Insulin vs GLP-1 agonists for patients failing oral med treatment
As many of you know based on my prior blogs, I have largely switched from using insulin to prescribing a GLP-1 agonist as my second line treatment for diabetes, after metformin (though I still use the short-acting sulfonylurea glipizide after metformin in patients who decline injection therapy, then try to use a GLP-1 agonist as the next step). A recent blog (see http://gmodestmedblogs.blogspot.com/2016/06/liraglutide-decreases-cardiovascular.html ) looked at using liraglutide vs placebo in older diabetic patients at high risk of cardiovascular events, finding that the GLP-1 agonist lowered A1c by 0.4 percentage points (the other meds were increased in the placebo wing to narrow the A1c gap), was associated with more weight loss, and had a 15% mortality benefit as well as a 22% decrease in major cardiovascular events, with benefit evident within 12-18 months.

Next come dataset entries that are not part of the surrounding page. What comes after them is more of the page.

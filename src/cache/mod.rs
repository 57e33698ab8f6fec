//! Per-file cache tiers.
//!
//! The data tier is a tagged variant over the memory and disk caches, so
//! call sites dispatch statically on the configured cache type. The write
//! journal is a separate tier with its own module.
pub mod disk;
pub mod handler;
pub mod journal;
pub mod memory;

use std::path::Path;

pub use disk::DiskCache;
pub use handler::{CacheHandler, CacheHandlerStats, ProxyContext};
pub use journal::{JournalCache, JournalSyncer};
pub use memory::MemoryCache;

use crate::error::Error;

/// Xattr key under which the session cookie is persisted with a cached
/// file.
pub const CACHE_COOKIE_XATTR: &str = "user.eos.cache.cookie";

/// Outcome of attaching to a cache tier.
///
/// `Stale` is informational: the attach succeeded, but the previously
/// cached content did not belong to this session and has been dropped.
#[derive(Debug, Clone, Copy, PartialEq, Eq)]
pub enum AttachStatus {
    Clean,
    Stale,
}

impl AttachStatus {
    pub fn is_stale(&self) -> bool {
        matches!(self, AttachStatus::Stale)
    }
}

/// Data cache facade over the configured tier.
#[derive(Debug)]
pub enum DataCache {
    Memory(MemoryCache),
    Disk(DiskCache),
}

impl DataCache {
    pub fn attach(&self, cookie: &str) -> Result<AttachStatus, Error> {
        match self {
            DataCache::Memory(c) => c.attach(cookie),
            DataCache::Disk(c) => c.attach(cookie),
        }
    }

    pub fn detach(&self) -> Result<(), Error> {
        match self {
            DataCache::Memory(c) => c.detach(),
            DataCache::Disk(c) => c.detach(),
        }
    }

    pub fn pread(&self, buf: &mut [u8], offset: u64) -> Result<usize, Error> {
        match self {
            DataCache::Memory(c) => c.pread(buf, offset),
            DataCache::Disk(c) => c.pread(buf, offset),
        }
    }

    pub fn pwrite(&self, buf: &[u8], offset: u64) -> Result<usize, Error> {
        match self {
            DataCache::Memory(c) => c.pwrite(buf, offset),
            DataCache::Disk(c) => c.pwrite(buf, offset),
        }
    }

    pub fn truncate(&self, size: u64) -> Result<(), Error> {
        match self {
            DataCache::Memory(c) => c.truncate(size),
            DataCache::Disk(c) => c.truncate(size),
        }
    }

    pub fn sync(&self) -> Result<(), Error> {
        match self {
            DataCache::Memory(c) => c.sync(),
            DataCache::Disk(c) => c.sync(),
        }
    }

    pub fn size(&self) -> Result<u64, Error> {
        match self {
            DataCache::Memory(c) => Ok(c.size()),
            DataCache::Disk(c) => c.size(),
        }
    }

    pub fn set_attr(&self, key: &str, value: &str) -> Result<(), Error> {
        match self {
            DataCache::Memory(c) => c.set_attr(key, value),
            DataCache::Disk(c) => c.set_attr(key, value),
        }
    }

    pub fn attr(&self, key: &str) -> Result<Option<String>, Error> {
        match self {
            DataCache::Memory(c) => Ok(c.attr(key)),
            DataCache::Disk(c) => c.attr(key),
        }
    }

    pub fn set_cookie(&self, cookie: &str) -> Result<(), Error> {
        self.set_attr(CACHE_COOKIE_XATTR, cookie)
    }

    pub fn cookie(&self) -> Result<Option<String>, Error> {
        self.attr(CACHE_COOKIE_XATTR)
    }

    pub fn unlink(&self) -> Result<(), Error> {
        match self {
            DataCache::Memory(c) => {
                c.reset();
                Ok(())
            }
            DataCache::Disk(c) => c.unlink(),
        }
    }

    pub fn rescue(&self, dst: Option<&Path>) -> Result<(), Error> {
        match self {
            DataCache::Memory(_) => Ok(()),
            DataCache::Disk(c) => c.rescue(dst).map(|_| ()),
        }
    }

    pub fn reset(&self) -> Result<(), Error> {
        match self {
            DataCache::Memory(c) => {
                c.reset();
                Ok(())
            }
            DataCache::Disk(c) => c.reset(),
        }
    }
}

A recent retrospective review of the UK Health Improvement Network (10.5 million patients in 532 general practices) found benefit of adding a GLP-1 agonists over insulin (see dm glp1 dec adv rxn heart2016 in dropbox, or doi:10.1136/heartjnl-2015-309164). details:
--2003 patients were treated with either insulin or a GLP-1 agonist after failure of metformin/sulfonylurea dual-therapy (419 patients on MET+SU+insulin, and 1584 on MET+SU+GLP-1 agonist), with 5 years of follow-up
--mean age 53, 50% male, no difference in socio-economic status by Townsend deprivation index, but significant differences comparing insulin vs GLP1 groups in mean A1c of 9.9 vs 9.4, BMI 30 vs 40, BP 133/80 vs 136/83, aspirin in 14 vs 20%, BP meds in 37 vs 51%
--results:
--overall rates of Major Adverse Cardiovascular Events (MACE, including mortality, and nonfatal MI or stroke), using propensity-scoring to mathematically adjust for baseline differences in the groups:
-- MET+SU+insulin: 231, for rate of 44.5/1000 person-years
-- MET+SU+GLP-1 agonist: 11, for rate of 7.7/1000 person-years
--so, a 73% reduction in the GLP-1 group [HR 0.27 (0.14-0.53), p<0.0001)]
--no difference in A1c levels
--insulin was associated with a significant increase in weight (+1.78 kg vs -3.93 kg)

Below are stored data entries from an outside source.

#[tokio::test(flavor = "multi_thread", worker_threads = 2)]
async fn io_handle_flushes_journal_into_default_proxy() {
    let dir = tempfile::tempdir().unwrap();
    let io = Arc::new(IoHandle::new(0x79));
    io.set_journal(JournalCache::new(0x79, dir.path(), 128 * 1024 * 1024, None));
    io.journal().unwrap().attach().await.unwrap();
    io.journal().unwrap().pwrite(&[3u8; 64], 128).await.unwrap();

    // no rw proxy: flushing is an error, the journal stays intact
    assert!(io.flush_journal().await.is_err());
    assert_eq!(io.journal().unwrap().entries().await, 1);

    let remote = Arc::new(RecordingRemote::default());
    let ctx = ProxyContext::new(&CacheConfig::default());
    let proxy = FileProxy::new(ctx, remote.clone(), 0x79);
    proxy
        .open_async("root://mock//f", OpenFlags::WRITE, 0, Duration::ZERO)
        .unwrap();
    assert!(proxy.wait_open().await.is_ok());
    io.set_proxy_rw(fscache_async::io::DEFAULT_PROXY, proxy);

    io.flush_journal().await.unwrap();
    assert_eq!(remote.writes.lock().len(), 1);
    assert_eq!(io.journal().unwrap().entries().await, 0);
}

/// Cookie mismatch scenario through the cache handler's disk tier.
#[tokio::test]
async fn cookie_mismatch_invalidates_disk_cache() {
    let dir = tempfile::tempdir().unwrap();
    let config = CacheConfig {
        cache_type: CacheKind::Disk,
        location: dir.path().join("cache"),
        per_file_bytes: 4 * 1024 * 1024,
        ..Default::default()
    };
    let handler = CacheHandler::init(config).unwrap();
    let handle = handler.get(0x1001);
    let cache = handle.file().unwrap();

    assert!(matches!(cache.attach("A").unwrap(), AttachStatus::Clean));
    let payload = vec![0x5Au8; 1024 * 1024];
    assert_eq!(cache.pwrite(&payload, 0).unwrap(), payload.len());
    assert_eq!(cache.size().unwrap(), 1024 * 1024);
    cache.detach().unwrap();

    let status = cache.attach("B").unwrap();
    assert!(status.is_stale());
    assert_eq!(cache.size().unwrap(), 0);
    assert_eq!(cache.cookie().unwrap().unwrap(), "B");
    cache.detach().unwrap();
    handler.shutdown().await;
}

/// Cleaner scenario: fill the cache root beyond its byte cap and let a
/// non-forced trim delete oldest-mtime files first.
#[tokio::test]
async fn trim_deletes_oldest_until_below_cap() {
    let dir = tempfile::tempdir().unwrap();
    let root = dir.path();
    for (i, age) in (0..8u64).map(|i| (i, 800 - i * 100)) {
        let path = root.join(format!("{:03X}", i)).join(format!("f{}.jc", i));
        std::fs::create_dir_all(path.parent().unwrap()).unwrap();
        std::fs::write(&path, vec![0u8; 1000]).unwrap();
        let f = std::fs::File::options().write(true).open(&path).unwrap();
        f.set_modified(std::time::SystemTime::now() - Duration::from_secs(age))
            .unwrap();
    }
    let cleaner = DirCleaner::new(root, ".jc", 4000, 0);
    cleaner.scan_all();
    // over the cap: external hints alone tell the leveler to act
    cleaner.trim(false);
    let (size, files) = cleaner.totals();
    assert!(size <= 4000);
    assert_eq!(files, 4);
    // the oldest four (largest ages) are gone, the newest four remain
    for i in 0..4u64 {
        assert!(!root.join(format!("{:03X}", i)).join(format!("f{}.jc", i)).exists());
    }
    for i in 4..8u64 {
        assert!(root.join(format!("{:03X}", i)).join(format!("f{}.jc", i)).exists());
    }
}

#[tokio::test]
async fn journal_files_feed_cleaner_hints() {
    let dir = tempfile::tempdir().unwrap();
    let cleaner = DirCleaner::new(dir.path(), ".jc", 0, 0);
    let journal = JournalCache::new(0x42, dir.path(), 1 << 20, Some(cleaner.clone()));
    journal.attach().await.unwrap();
    assert_eq!(cleaner.external().files(), 1);
    journal.pwrite(&[1u8; 100], 0).await.unwrap();
    journal.detach().await.unwrap();
    assert_eq!(cleaner.external().bytes(), (HEADER_LEN + 100) as i64);
    journal.unlink().await.unwrap();
    assert_eq!(cleaner.external().files(), 0);
    assert_eq!(cleaner.external().bytes(), 0);
}

#[tokio::test(flavor = "multi_thread", worker_threads = 2)]
async fn background_flusher_drains_journal() {
    let dir = tempfile::tempdir().unwrap();
    let io = Arc::new(IoHandle::new(0x80));
    io.set_journal(JournalCache::new(0x80, dir.path(), 1 << 20, None));
    io.journal().unwrap().attach().await.unwrap();

    let remote = Arc::new(RecordingRemote::default());
    let ctx = ProxyContext::new(&CacheConfig::default());
    let proxy = FileProxy::new(ctx, remote.clone(), 0x80);
    proxy
        .open_async("root://mock//f", OpenFlags::WRITE, 0, Duration::ZERO)
        .unwrap();
    assert!(proxy.wait_open().await.is_ok());
    io.set_proxy_rw(fscache_async::io::DEFAULT_PROXY, proxy);

    let cancel = tokio_util::sync::CancellationToken::new();
    let flusher = io.clone().spawn_flusher(Duration::from_millis(20), cancel.clone());
    io.journal().unwrap().pwrite(&[9u8; 32], 0).await.unwrap();
    for _ in 0..100 {
        if io.journal().unwrap().entries().await == 0 {
            break;
        }
        tokio::time::sleep(Duration::from_millis(10)).await;
    }
    assert_eq!(io.journal().unwrap().entries().await, 0);
    assert_eq!(remote.writes.lock().len(), 1);
    cancel.cancel();
    flusher.await.unwrap();
}

/// Randomized read-your-writes property: arbitrary overlapping writes
/// against the journal behave like writes into a flat buffer.
#[tokio::test]
async fn journal_matches_reference_model_under_random_writes() {
    use rand::{Rng, SeedableRng};
    let mut rng = rand::rngs::StdRng::seed_from_u64(0x5EED);
    let dir = tempfile::tempdir().unwrap();
    let journal = JournalCache::new(0x90, dir.path(), 128 * 1024 * 1024, None);
    journal.attach().await.unwrap();

    const SPAN: usize = 64 * 1024;
    let mut model = vec![0u8; SPAN];
    let mut written = vec![false; SPAN];
    for _ in 0..200 {
        let offset = rng.gen_range(0..SPAN - 1);
        let len = rng.gen_range(1..(SPAN - offset).min(4096));
        let fill: u8 = rng.gen();
        let data = vec![fill; len];
        journal.pwrite(&data, offset as u64).await.unwrap();
        model[offset..offset + len].copy_from_slice(&data);
        written[offset..offset + len].iter_mut().for_each(|w| *w = true);
    }

    // journal-covered bytes must match the model exactly
    let chunks = journal.get_chunks(0, SPAN as u64).await.unwrap();
    let mut covered = vec![false; SPAN];
    for chunk in chunks {
        let start = chunk.offset as usize;
        assert_eq!(&chunk.data[..], &model[start..start + chunk.data.len()]);
        covered[start..start + chunk.data.len()]
            .iter_mut()
            .for_each(|c| *c = true);
    }
    assert_eq!(covered, written);

    // a full-range pread stops at the first uncovered hole
    let mut buf = vec![0u8; SPAN];
    let n = journal.pread(&mut buf, 0).await.unwrap();
    assert_eq!(&buf[..n], &model[..n]);
}

/// Synchronous replay through a proxy-backed syncer.
#[tokio::test(flavor = "multi_thread", worker_threads = 2)]
async fn proxy_syncer_replays_in_order() {
    use fscache_async::io::ProxySyncer;
    let dir = tempfile::tempdir().unwrap();
    let journal = JournalCache::new(0x91, dir.path(), 1 << 20, None);
    journal.attach().await.unwrap();
    journal.pwrite(&[4u8; 256], 0).await.unwrap();
    journal.pwrite(&[5u8; 256], 1024).await.unwrap();
    journal.truncate(2048, false).await.unwrap();

    let remote = Arc::new(RecordingRemote::default());
    let ctx = ProxyContext::new(&CacheConfig::default());
    let proxy = FileProxy::new(ctx, remote.clone(), 0x91);
    proxy
        .open_async("root://mock//f", OpenFlags::WRITE, 0, Duration::ZERO)
        .unwrap();
    assert!(proxy.wait_open().await.is_ok());

    let syncer = ProxySyncer::new(proxy, Duration::ZERO);
    journal.remote_sync(&syncer).await.unwrap();
    let writes = remote.writes.lock();
    assert_eq!(writes.len(), 2);
    assert_eq!((writes[0].0, writes[0].1.len()), (0, 256));
    assert_eq!((writes[1].0, writes[1].1.len()), (1024, 256));
    assert_eq!(*remote.truncates.lock(), vec![2048]);
    assert_eq!(journal.entries().await, 0);
}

--there was a similar MACE outcome in those with BMI>30: 84 vs 11 MACE with a 69% MACE reduction; and in those with BMI>35: 30 vs 7 events, with a similar 69% MACE reduction.
-- in subgroup analysis of the individual MACE events, only mortality was statistically significantly different, with a 79% decrease in the GLP-1 agonist group.
Commentary:
--this was a retrospective observational study, so has the limitations of all such studies: unable to prove causation because of differences in the groups and other potential confounders. As is evident above, the group on the GLP-1 agonists was significantly more obese, had a lower A1C but also a higher blood pressure and were more likely to be on aspirin or antihypertensive therapy. However, the overall results, with attempts to mathematically control for these differences, are in agreement with two large recent meta-analyses finding cardiovascular benefit of GLP-1 agonists, though these benefits are not consistent in all studies or meta-analyses over time.

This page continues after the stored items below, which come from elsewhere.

#[tokio::test(flavor = "multi_thread", worker_threads = 4)]
async fn concurrent_retrievals_coalesce() {
    let store = Arc::new(MockStore::with_delay(Duration::from_millis(50)));
    put_file(&store, &file(42, 1, "x")).await;
    let shard = MetadataProviderShard::new(store.clone(), 100, 100);

    let barrier = Arc::new(Barrier::new(2));
    let mut tasks = Vec::new();
    for _ in 0..2 {
        let shard = shard.clone();
        let barrier = barrier.clone();
        tasks.push(tokio::spawn(async move {
            barrier.wait().await;
            shard.retrieve_file(FileIdentifier::new(42)).await.unwrap()
        }));
    }
    let a = tasks.remove(0).await.unwrap();
    let b = tasks.remove(0).await.unwrap();
    // one backend GET, pointer-equal results
    assert_eq!(store.hgets(), 1);
    assert!(Arc::ptr_eq(&a, &b));
    assert_eq!(a.size, 1042);

    // a third call after completion hits the LRU
    let c = shard.retrieve_file(FileIdentifier::new(42)).await.unwrap();
    assert!(Arc::ptr_eq(&a, &c));
    assert_eq!(store.hgets(), 1);
    assert_eq!(shard.file_cache_stats().occupancy, 1);
    assert_eq!(shard.file_cache_stats().in_flight, 0);
}

#[tokio::test]
async fn failed_retrieval_clears_inflight_and_retries() {
    let store = Arc::new(MockStore::default());
    let shard = MetadataProviderShard::new(store.clone(), 100, 100);
    // miss: not in the backend
    assert!(shard.retrieve_file(FileIdentifier::new(9)).await.is_err());
    assert_eq!(shard.file_cache_stats().in_flight, 0);
    // after the backend catches up, the next caller succeeds
    put_file(&store, &file(9, 1, "late")).await;
    let md = shard.retrieve_file(FileIdentifier::new(9)).await.unwrap();
    assert_eq!(md.name, "late");
}

#[tokio::test]
async fn container_retrieval_combines_three_requests() {
    let store = Arc::new(MockStore::default());
    let mut cont = ContainerMetadata::new(
        ContainerIdentifier::new(5),
        ContainerIdentifier::root(),
        "photos",
    );
    // the stored blob does not carry the child maps
    cont.files.clear();
    cont.containers.clear();
    put_container(&store, &cont).await;
    put_file(&store, &file(100, 5, "a.jpg")).await;
    put_file(&store, &file(101, 5, "b.jpg")).await;
    store
        .hset(
            &keys::sub_containers(ContainerIdentifier::new(5)),
            b"2024",
            Bytes::from_static(b"6"),
        )
        .await
        .unwrap();

    let shard = MetadataProviderShard::new(store.clone(), 100, 100);
    let md = shard
        .retrieve_container(ContainerIdentifier::new(5))
        .await
        .unwrap();
    assert_eq!(md.name, "photos");
    assert_eq!(md.files.len(), 2);
    assert_eq!(md.files["a.jpg"], FileIdentifier::new(100));
    assert_eq!(md.containers["2024"], ContainerIdentifier::new(6));
}

#[tokio::test]
async fn tombstone_returns_not_found_without_backend() {
    let store = Arc::new(MockStore::default());
    let provider = MetadataProvider::new(MetadataConfig::default(), {
        let store = store.clone();
        move |_| store.clone() as Arc<dyn MetadataStore>
    });
    let id = FileIdentifier::new(7);
    provider.insert_file(id, Arc::new(file(7, 1, "doomed")));
    assert!(provider.retrieve_file(id).await.is_ok());
    provider.tombstone_file(id);
    let err = provider.retrieve_file(id).await.unwrap_err();
    assert!(matches!(err, Error::NotFound(_)));
    assert_eq!(store.hgets(), 0);
    // dropping outright clears the tombstone too
    assert!(provider.drop_cached_file(id));
    assert!(!provider.drop_cached_file(id));
}

#[tokio::test]
async fn inserted_entries_skip_the_backend() {
    let store = Arc::new(MockStore::default());
    let shard = MetadataProviderShard::new(store.clone(), 100, 100);
    let md = Arc::new(file(55, 1, "local"));
    shard.insert_file(FileIdentifier::new(55), md.clone());
    let got = shard.retrieve_file(FileIdentifier::new(55)).await.unwrap();
    assert!(Arc::ptr_eq(&md, &got));
    assert_eq!(store.hgets(), 0);
}

#[tokio::test]
async fn lru_evicts_least_recently_used() {
    let store = Arc::new(MockStore::default());
    let shard = MetadataProviderShard::new(store.clone(), 2, 2);
    for id in 1..=3u64 {
        put_file(&store, &file(id, 1, &format!("f{}", id))).await;
        shard.retrieve_file(FileIdentifier::new(id)).await.unwrap();
    }
    assert_eq!(shard.file_cache_stats().occupancy, 2);
    let before = store.hgets();
    // id=1 was evicted, its retrieval goes back to the backend
    shard.retrieve_file(FileIdentifier::new(1)).await.unwrap();
    assert_eq!(store.hgets(), before + 1);
}

#[tokio::test]
async fn by_name_lookups_use_the_locality_index() {
    let store = Arc::new(MockStore::default());
    put_file(&store, &file(300, 12, "notes.txt")).await;
    let provider = MetadataProvider::new(MetadataConfig::default(), {
        let store = store.clone();
        move |_| store.clone() as Arc<dyn MetadataStore>
    });
    let id = provider
        .get_file_id_by_name(ContainerIdentifier::new(12), "notes.txt")
        .await
        .unwrap();
    assert_eq!(id, FileIdentifier::new(300));
    assert!(matches!(
        provider
            .get_file_id_by_name(ContainerIdentifier::new(12), "missing")
            .await,
        Err(Error::NotFound(_))
    ));
}

#[tokio::test]
async fn batched_prefetch_returns_one_future_per_child() {
    let raw = Arc::new(MockStore::default());
    for (id, name) in [(1u64, "a"), (2, "b"), (3, "c")] {
        put_file(&raw, &file(id, 9, name)).await;
    }
    let store: Arc<dyn MetadataStore> = raw.clone();
    let children =
        MetadataFetcher::get_files_in_container(&store, ContainerIdentifier::new(9))
            .await
            .unwrap();
    assert_eq!(children.len(), 3);
    // ordered by name
    let names: Vec<_> = children.iter().map(|(n, _)| n.clone()).collect();
    assert_eq!(names, vec!["a", "b", "c"]);
    for (name, fut) in children {
        let md = fut.await.unwrap();
        assert_eq!(md.name, name);
    }
    assert_eq!(
        MetadataFetcher::count_files(raw.as_ref(), ContainerIdentifier::new(9))
            .await
            .unwrap(),
        3
    );
}

#[tokio::test]
async fn corrupted_blob_surfaces_checksum_mismatch() {
    let store = Arc::new(MockStore::default());
    let md = file(77, 1, "fragile");
    let mut blob = encode_blob(&md).unwrap().to_vec();
    let idx = blob.len() / 2;
    blob[idx] ^= 0x01;
    store
        .hset(keys::file_md(), &keys::id_field(77), blob.into())
        .await
        .unwrap();
    let shard = MetadataProviderShard::new(store.clone(), 100, 100);
    let err = shard.retrieve_file(FileIdentifier::new(77)).await.unwrap_err();
    assert!(matches!(err, Error::ChecksumMismatch), "{:?}", err);
}

#[tokio::test]
async fn malformed_map_ids_are_decode_errors() {
    let store = Arc::new(MockStore::default());
    store
        .hset(
            &keys::sub_files(ContainerIdentifier::new(4)),
            b"weird",
            Bytes::from_static(b"not-a-number"),
        )
        .await
        .unwrap();
    let err = MetadataFetcher::get_file_map(store.as_ref(), ContainerIdentifier::new(4))
        .await
        .unwrap_err();
    assert!(matches!(err, Error::Decode(DecodeError::Ascii)));
}

#[tokio::test]
async fn refresh_listener_drops_invalidated_entries() {
    let store = Arc::new(MockStore::default());
    put_file(&store, &file(64, 1, "hot")).await;
    let provider = MetadataProvider::new(MetadataConfig::default(), {
        let store = store.clone();
        move |_| store.clone() as Arc<dyn MetadataStore>
    });
    provider
        .start_refresh_listener(store.clone())
        .await
        .unwrap();
    provider.retrieve_file(FileIdentifier::new(64)).await.unwrap();
    let before = store.hgets();

    store
        .publish(fscache_async::remote::CHANNEL_FILE_INVALIDATION, b"64")
        .await;
    // the listener runs asynchronously
    tokio::time::sleep(Duration::from_millis(50)).await;
    assert_eq!(provider.file_cache_stats().occupancy, 0);
    provider.retrieve_file(FileIdentifier::new(64)).await.unwrap();
    assert!(store.hgets() > before);
    provider.stop_refresh_listener().await;
}

#[tokio::test]
async fn shard_stats_aggregate() {
    let store = Arc::new(MockStore::default());
    let provider = MetadataProvider::new(MetadataConfig::default(), {
        let store = store.clone();
        move |_| store.clone() as Arc<dyn MetadataStore>
    });
    for id in 1..=20u64 {
        provider.insert_file(FileIdentifier::new(id), Arc::new(file(id, 1, "s")));
    }
    let stats = provider.file_cache_stats();
    assert_eq!(stats.occupancy, 20);
    assert!(stats.capacity >= 20);
    assert_eq!(stats.in_flight, 0);
}

#[tokio::test(flavor = "multi_thread", worker_threads = 2)]
async fn prefetch_warms_a_directory() {
    let store = Arc::new(MockStore::default());
    let mut cont = ContainerMetadata::new(
        ContainerIdentifier::new(30),
        ContainerIdentifier::root(),
        "bulk",
    );
    cont.files.clear();
    cont.containers.clear();
    put_container(&store, &cont).await;
    for id in 31..=35u64 {
        put_file(&store, &file(id, 30, &format!("f{}", id))).await;
    }
    let provider = MetadataProvider::new(MetadataConfig::default(), {
        let store = store.clone();
        move |_| store.clone() as Arc<dyn MetadataStore>
    });
    let staged = provider
        .prefetch_container(ContainerIdentifier::new(30))
        .await
        .unwrap();
    assert_eq!(staged, 5);
    // wait until the staged retrievals settle into the LRU
    for _ in 0..100 {
        if provider.file_cache_stats().occupancy == 5 {
            break;
        }
        tokio::time::sleep(Duration::from_millis(10)).await;
    }
    let before = store.hgets();
    for id in 31..=35u64 {
        provider.retrieve_file(FileIdentifier::new(id)).await.unwrap();
    }
    // all five were already warm
    assert_eq!(store.hgets(), before);
}

#[tokio::test]
async fn batched_directory_fetch_keeps_per_child_outcomes() {
    let raw = Arc::new(MockStore::default());
    for (id, name) in [(40u64, "a"), (41, "b"), (43, "d")] {
        put_file(&raw, &file(id, 20, name)).await;
    }
    // child "c" is listed but its blob is gone
    raw.hset(
        &keys::sub_files(ContainerIdentifier::new(20)),
        b"c",
        Bytes::from_static(b"42"),
    )
    .await
    .unwrap();
    let store: Arc<dyn MetadataStore> = raw.clone();
    let children = MetadataFetcher::fetch_files_in_container(&store, ContainerIdentifier::new(20))
        .await
        .unwrap();
    let names: Vec<_> = children.iter().map(|(n, _)| n.as_str()).collect();
    assert_eq!(names, vec!["a", "b", "c", "d"]);
    for (name, outcome) in &children {
        match name.as_str() {
            "c" => assert!(matches!(outcome, Err(Error::NotFound(_)))),
            _ => assert_eq!(outcome.as_ref().unwrap().name, *name),
        }
    }
}

#[tokio::test]
async fn batched_existence_probe() {
    let raw = Arc::new(MockStore::default());
    put_file(&raw, &file(50, 1, "here")).await;
    let store: Arc<dyn MetadataStore> = raw.clone();
    let ids = [
        FileIdentifier::new(50),
        FileIdentifier::new(51),
        FileIdentifier::new(0),
    ];
    assert_eq!(
        MetadataFetcher::files_exist(&store, &ids).await.unwrap(),
        vec![true, false, false]
    );
}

--I have been concerned for awhile about potential adverse effects of insulin, at least at a cellular level, given its potential role as a growth factor (stimulating smooth muscle migration, proliferation and inflammation) as well as its procoagulant effects (stimulating circulating tissue factor-procoagulant activity), and it may even promote HMG CoA reductase activity (the one blocked by statins). And there are some observational/epidemiological studies suggesting increased cardiovascular events with increasing insulin levels even in nondiabetics. GLP-1 agonists, in particular, seem to me to be particularly physiologic, restoring a normal enzyme which is depressed in diabetic patients (through the "incretin effect"), which leads to food-stimulated insulin secretion without significant hypoglycemia and pretty consistently with weight loss. I consider this data as suggestive that higher insulin levels potentially could increase cardiovascular risk, do not conclusively show that relationship, but this study, as well as the liraglutide study mentioned above, do support the conclusion that GLP-1 agonists are likely more cardioprotective.
--there has been concern about GLP1-associated pancreatitis and pancreatic cancer, though more recent large studies do not confirm these events.
--this study reflects a large number of patients in different actual primary care practices throughout the UK.
--so, my sense is that there are increasing data that the efficacy of GLP-1 agonists to decrease A1c levels is pretty similar to insulin, there are not the downsides of hypoglycemia or weight gain found with insulin, and there are several studies finding important cardiovascular and mortality benefits, consistent with some of the known physiologic effects of GLP-1 agonists vs insulin. And, my personal experience is that these meds are well-tolerated overall (major adverse effect being GI, or some soreness/lumps at site especially of some long-acting exenatide injections) and really do improve glucose control.